Patient interview features of three key differential diagnoses for lateral hip pain
Diagnostic tests for gluteal tendinopathy
To diagnose GT, clinicians can perform palpation of the greater trochanter and various physical tests that load the gluteal tendons [37]. A recent meta-analysis of tests for GTPS [38] found that trochanteric tenderness alone is not adequate for diagnosis, but combining palpation with resisted hip abduction significantly increased the post-test probability of both a positive and negative diagnosis of GTPS. Adding the 30-second single leg stance test helps confirm a positive diagnosis (Fig. 3).

The role of imaging
Clinical examination is usually sufficient for diagnosing GT, with imaging reserved for cases of persistent symptoms. MRI is considered the gold standard for visualizing the gluteal tendons and adjacent soft tissues [7]. It can also provide information on abductor muscle size, quality and other potential pathologies. Ultrasound has also been shown to have good accuracy (US 72% vs MRI 65.2%) and sensitivity (US 89.5% vs MRI 64.7%), but poor specificity (US 16.7% vs MRI 66.7%) in detecting gluteus medius tendon pathology [39]. It is often user-dependent and focuses on an area of pain rather than a global assessment of the region of concern. It is important to note that imaging abnormalities are frequently present in individuals without symptoms [40], highlighting the need for matching imaging findings with the clinical findings.
Other clinical features
Recent work has highlighted impairments in muscle size, quality and function that may be targets for intervention, and psychological characteristics to be considered in the management plan. Patients with GT exhibit significant bilateral hip abductor muscle weakness, even in unilateral presentations [32, 41]. Abductor muscle weakness is accompanied by gluteal atrophy and fatty infiltration [42]. Fine-wire electromyography studies have reported alterations in abductor muscle behaviour during gait [41, 43] and biomechanical studies demonstrate altered gait characteristics that lead to substantially higher loads on the abductor tendons [44]. These impairments may be addressed through rehabilitative exercise.
Psychological factors may impact pain levels, disability, and treatment outcomes. Whilst isolated GT is not typically associated with high levels of psychological distress, patients with higher pain levels and poorer function are more likely to experience psychological distress [45]. Addressing pain, sleep disturbances and functional disability can help alleviate condition-related psychological distress, but some patients may require psychologically-informed rehabilitation or formal psychological intervention. Additionally, patients with multiple concurrent pain conditions may have greater distress [46] and a need for a multidisciplinary approach.
Management of gluteal tendinopathy
Early management of GT is important. Whilst passive interventions such as CSI can provide immediate pain relief, they may compromise tissue health, and the effectiveness of subsequent interventions, and alter patient expectations of care. Substantial advances in understanding and treatment approaches have recently culminated in the high-quality LEAP randomized clinical trial that showed education and exercise to be superior to CSI [47].
Education and exercise approaches
Educational content provided to those with GT aims to educate patients about their condition and implement specific load management strategies (Fig. 4) focusing on gradual progressive increases in load and reduced exposure to positions that compress the tendon. One specific target is reducing sustained or repetitive hip adduction in sitting, standing, sleeping, stretching, and dynamic function [48].
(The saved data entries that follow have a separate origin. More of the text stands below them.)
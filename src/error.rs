// SPDX-License-Identifier: MPL-2.0
//! Error kinds surfaced by the decomposition pipeline and their mapping to
//! process exit codes at the host boundary.

use crate::types::VtxId;

/// Crate-wide result alias.
pub type Result<T> = std::result::Result<T, Error>;

/// Everything that can go wrong between graph ingestion and variant
/// emission.
///
/// Only [`Error::EnumerationBound`] is recovered from locally (the affected
/// region is marked unresolved and skipped); every other kind propagates to
/// the caller and aborts the run.
#[derive(Debug, thiserror::Error)]
pub enum Error {
    /// The ingested graph or reference data is not well formed.
    #[error("malformed input: {0}")]
    MalformedInput(String),

    /// An operation referenced a vertex id that is not in the graph.
    #[error("unknown vertex {0}")]
    UnknownVertex(VtxId),

    /// `add_vertex` was called twice with the same id.
    #[error("duplicate vertex {0}")]
    DuplicateVertex(VtxId),

    /// An internal structural invariant failed; this is a bug, not bad
    /// input.
    #[error("invariant violation at node {node}: {trace}")]
    InvariantViolation {
        /// Offending node (spanning-tree or PVST index, per `trace`).
        node: usize,
        /// Short description of the broken invariant.
        trace: String,
    },

    /// The walk enumerator exhausted its step bound without finding a walk.
    #[error("no walk found within {max_steps} steps")]
    EnumerationBound {
        /// The bound that was in force.
        max_steps: usize,
    },

    /// A reference required for calling is absent from the graph.
    #[error("missing reference: {0}")]
    ReferenceMissing(String),
}

impl Error {
    /// The process exit code a host should use when aborting on this error:
    /// `1` for malformed input, `2` for a missing reference, `3` for an
    /// internal invariant violation.
    pub fn exit_code(&self) -> i32 {
        match self {
            Error::MalformedInput(_)
            | Error::UnknownVertex(_)
            | Error::DuplicateVertex(_)
            | Error::EnumerationBound { .. } => 1,
            Error::ReferenceMissing(_) => 2,
            Error::InvariantViolation { .. } => 3,
        }
    }
}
Exercise therapy involves supervised exercise and/or a home programme, and commonly includes a combination of isometric hip abduction, exercises to improve frontal plane femoropelvic control, heavy slow abductor loading and lower kinetic chain conditioning [47, 49].
The LEAP trial compared the effects of education and exercises against CSI and wait-and-see [47]. The education and exercise group showed significantly higher success rates reflected in the Global Rating of Change measures, than the CSI and wait-and-see groups in both the short (8 weeks) and long term (52 weeks) (Fig. 5). CSI was superior to wait-and-see in the short term, but there was no difference in success rates at 52 weeks. Pain intensity was reduced most in the short term by education and exercise. In the longer-term, pain intensity was not different between exercise and CSI groups, but improvements in pain constancy, and quality-of-life were significantly better in the education and exercise group [47]. Economic analysis, using quality-adjusted life years and total economic costs, also supports education and exercise as a superior cost-effective intervention compared with CSI and wait-and-see groups [50].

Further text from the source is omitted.